No one wants to encounter someone on the brink of death because of an opioid overdose. But many spouses, roommates, caregivers, parents and safety officials will come across an unconscious patient and need to know life-saving measures.
Thanks to naloxone—the "angel" therapeutic that reverses the effects of opioid overdose—we are able to save more lives from an overdose tragedy. Like learning CPR skills and accessing an AED, knowing naloxone administration skills can give someone another chance at life. Anyone in regular contact with a person using opioids, whether for legitimate medical or nonmedical purposes, should know how to access a naloxone kit and how to dispense the drug in an overdose emergency.
Overdose victims cannot help themselves when they are incapacitated—they need a rescuer. Here are a few basic facts about naloxone and how to administer the medication during an overdose:
What does naloxone do? Naloxone is a medication that counteracts the effects of a life-threatening overdose of opioids. The medication blocks the effects of opiates on the respiratory system, allowing the victim to breathe again. Naloxone does not block any other medication. You cannot abuse Naloxone and its effects wear off in about 20 minutes.
Who can access a naloxone kit? According to the Kentucky Board of Pharmacy, anyone with a history of opioid poisoning or opioid abuse, an opioid naïve person receiving a first-time methadone prescription or a person on a high-dose opioid prescription can receive a naloxone kit. Additionally, any person or agency can voluntarily request a kit. Pharmacists will train recipients on procedures for safe administration.
What are the signs of opioid overdose? A person experiencing an opioid overdose will be completely unconscious or unresponsive to outside stimulus. They will become limp and unable to talk. People with lighter skin will turn a bluish purple tone and darker skin will turn ash-gray. Their breathing will be shallow, erratic or stopped completely.

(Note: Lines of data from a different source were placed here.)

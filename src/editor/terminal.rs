//! Editor used by the one-shot CLI subcommands.
//!
//! The "active document" is the file named on the command line, always
//! saved since it is read straight from disk. Notifications go to stdout and
//! opening a file prints its path.

use super::{ActiveDocument, Editor, ViewColumn, VisibleEditor};
use anyhow::{bail, Context, Result};
use std::fs;
use std::path::{Path, PathBuf};

/// [`Editor`] over a single on-disk file.
#[derive(Debug, Clone)]
pub struct TerminalEditor {
    document: ActiveDocument,
    opened: Vec<PathBuf>,
    quiet: bool,
}

impl TerminalEditor {
    /// Creates an editor with `path` active and the cursor on `line` (1-based).
    ///
    /// # Errors
    ///
    /// Returns an error if the file does not exist or `line` is past its end.
    pub fn for_file(path: &Path, line: Option<u32>) -> Result<Self> {
        let path = fs::canonicalize(path)
            .with_context(|| format!("Cannot open {}", path.display()))?;

        let mut document = ActiveDocument::saved(&path);
        if let Some(line) = line {
            if line == 0 {
                bail!("Line numbers start at 1");
            }
            let content = fs::read_to_string(&path)
                .with_context(|| format!("Cannot read {}", path.display()))?;
            let text = content.lines().nth((line - 1) as usize).with_context(|| {
                format!("{} has no line {}", path.display(), line)
            })?;
            document = document.with_cursor(line - 1, text);
        }

        Ok(Self {
            document,
            opened: Vec::new(),
            quiet: false,
        })
    }

    /// Suppresses printing; actions are still recorded.
    #[must_use]
    pub fn quiet(mut self) -> Self {
        self.quiet = true;
        self
    }

    /// Returns the files opened so far.
    #[must_use]
    pub fn opened(&self) -> &[PathBuf] {
        &self.opened
    }
}

impl Editor for TerminalEditor {
    fn active_document(&self) -> Option<ActiveDocument> {
        Some(self.document.clone())
    }

    fn visible_editors(&self) -> Vec<VisibleEditor> {
        Vec::new()
    }

    fn open(&mut self, path: &Path, _column: Option<ViewColumn>) -> Result<()> {
        if !self.quiet {
            println!("{}", path.display());
        }
        self.opened.push(path.to_path_buf());
        Ok(())
    }

    fn show_information_message(&mut self, message: &str) {
        if !self.quiet {
            println!("{}", message);
        }
    }
}
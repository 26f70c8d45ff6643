//! Tests for generation target resolution

use gounit_ide::editor::{ActiveDocument, EditorSnapshot, SnapshotEditor};
use gounit_ide::generate::args::{build_args, display_command};
use gounit_ide::generate::confirmation_message;
use gounit_ide::generate::resolver::{resolve_function, resolve_whole_file};
use gounit_ide::types::{GenerationRequest, GounitSettings};
use pretty_assertions::assert_eq;

fn editor_on(document: ActiveDocument) -> SnapshotEditor {
    SnapshotEditor::new(EditorSnapshot {
        active: Some(document),
        ..EditorSnapshot::default()
    })
}

#[test]
fn test_method_receiver_is_kept_in_name() {
    let mut editor = editor_on(
        ActiveDocument::saved("/srv/api/handler.go")
            .with_cursor(9, "\tfunc (h *Handler) ServeHTTP(w http.ResponseWriter, r *http.Request) {"),
    );

    let request = resolve_function(&mut editor).unwrap();

    assert_eq!(request.function_line, Some(10));
    assert_eq!(
        confirmation_message(&request),
        "Test for func (h *Handler) ServeHTTP(w http.ResponseWriter, r *http.Request) generated"
    );
    assert!(editor.messages().is_empty());
}

#[test]
fn test_blank_cursor_line_still_generates() {
    let mut editor = editor_on(ActiveDocument::saved("/a/b.go").with_cursor(0, "   "));

    let request = resolve_function(&mut editor).unwrap();

    assert_eq!(request.function_line, Some(1));
    assert_eq!(confirmation_message(&request), "Test for  generated");
}

#[test]
fn test_whole_file_ignores_cursor() {
    let mut editor = editor_on(ActiveDocument::saved("/a/b.go").with_cursor(12, "func X() {"));

    let request = resolve_whole_file(&mut editor).unwrap();

    assert_eq!(request, GenerationRequest::whole_file("/a/b.go"));
    assert_eq!(confirmation_message(&request), "Test for b.go generated");
}

#[test]
fn test_command_line_for_function_with_flags() {
    let request = GenerationRequest::function("/a/b.go", 7, "func X()");
    let settings = GounitSettings {
        tool: "/opt/bin/gounit".to_string(),
        flags: vec!["-t".to_string(), "testify".to_string()],
    };

    let args = build_args(&request, &settings);

    assert_eq!(
        display_command(&settings.tool, &args),
        "/opt/bin/gounit gen -i /a/b.go -t testify -l 7"
    );
}
//! gounit-ide - editor bridge for the `gounit` test generator
//!
//! Resolves the Go file or function under the cursor, runs `gounit gen` on
//! it, reports the result, and toggles the editor between a source file and
//! its `_test.go` counterpart.
//!
//! This library exposes the orchestration for the binary and for testing.

pub mod commands;
pub mod editor;
pub mod error;
pub mod generate;
pub mod ide;
pub mod output;
pub mod runner;
pub mod toggle;
pub mod types;

// Re-export core types for convenient access
pub use error::{GenError, GenResult};
pub use generate::{GenerationOutcome, Orchestrator};
pub use types::{GenerationRequest, GounitSettings};
//! The resolved target of a single generation.

use serde::{Deserialize, Serialize};
use std::path::{Path, PathBuf};

/// What `gounit` should generate tests for.
///
/// Built by the resolver from the active editor and dropped once the
/// generation finishes.
#[derive(Debug, Clone, PartialEq, Eq, Serialize, Deserialize)]
pub struct GenerationRequest {
    /// Absolute path of the Go source file.
    pub file_path: PathBuf,
    /// 1-based line of the function signature, for single-function requests.
    pub function_line: Option<u32>,
    /// Display name of the function. Only used in messages.
    pub function_name: Option<String>,
}

impl GenerationRequest {
    /// Creates a request covering every function in `file_path`.
    #[must_use]
    pub fn whole_file(file_path: impl Into<PathBuf>) -> Self {
        Self {
            file_path: file_path.into(),
            function_line: None,
            function_name: None,
        }
    }

    /// Creates a request for the function declared on `line` (1-based).
    #[must_use]
    pub fn function(file_path: impl Into<PathBuf>, line: u32, name: impl Into<String>) -> Self {
        Self {
            file_path: file_path.into(),
            function_line: Some(line),
            function_name: Some(name.into()),
        }
    }

    /// Returns `true` for single-function requests.
    #[must_use]
    pub fn is_function(&self) -> bool {
        self.function_line.is_some()
    }

    /// Returns the segment of the file path after the last separator.
    ///
    /// ```
    /// use gounit_ide::types::GenerationRequest;
    ///
    /// let request = GenerationRequest::whole_file("/a/b/server.go");
    /// assert_eq!(request.file_base_name(), "server.go");
    /// ```
    #[must_use]
    pub fn file_base_name(&self) -> String {
        base_name(&self.file_path)
    }

    /// Returns the name used in the confirmation message.
    #[must_use]
    pub fn display_target(&self) -> String {
        match (&self.function_line, &self.function_name) {
            (Some(_), Some(name)) => name.clone(),
            (Some(_), None) => String::new(),
            (None, _) => self.file_base_name(),
        }
    }
}

fn base_name(path: &Path) -> String {
    let text = path.to_string_lossy();
    text.rsplit(|c: char| c == '/' || c == std::path::MAIN_SEPARATOR)
        .next()
        .unwrap_or_default()
        .to_string()
}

What should I do in an overdose emergency? First, before you do anything, call 911 or have a bystander call. Narcan is administered as a nasal spray. Spray directly in the nostrils of the victim, you cannot give an overdose. You may repeat every 30 to 45 seconds, alternating nostrils. For the prefilled syringe version of naloxone, assemble the syringe and spray half the formula in one nostril and half the formula in the other nostril. Another formulation of naloxone, such as the intramuscular injection, should be administered in the thigh. Consult with a pharmacist about specific instructions for dispensing.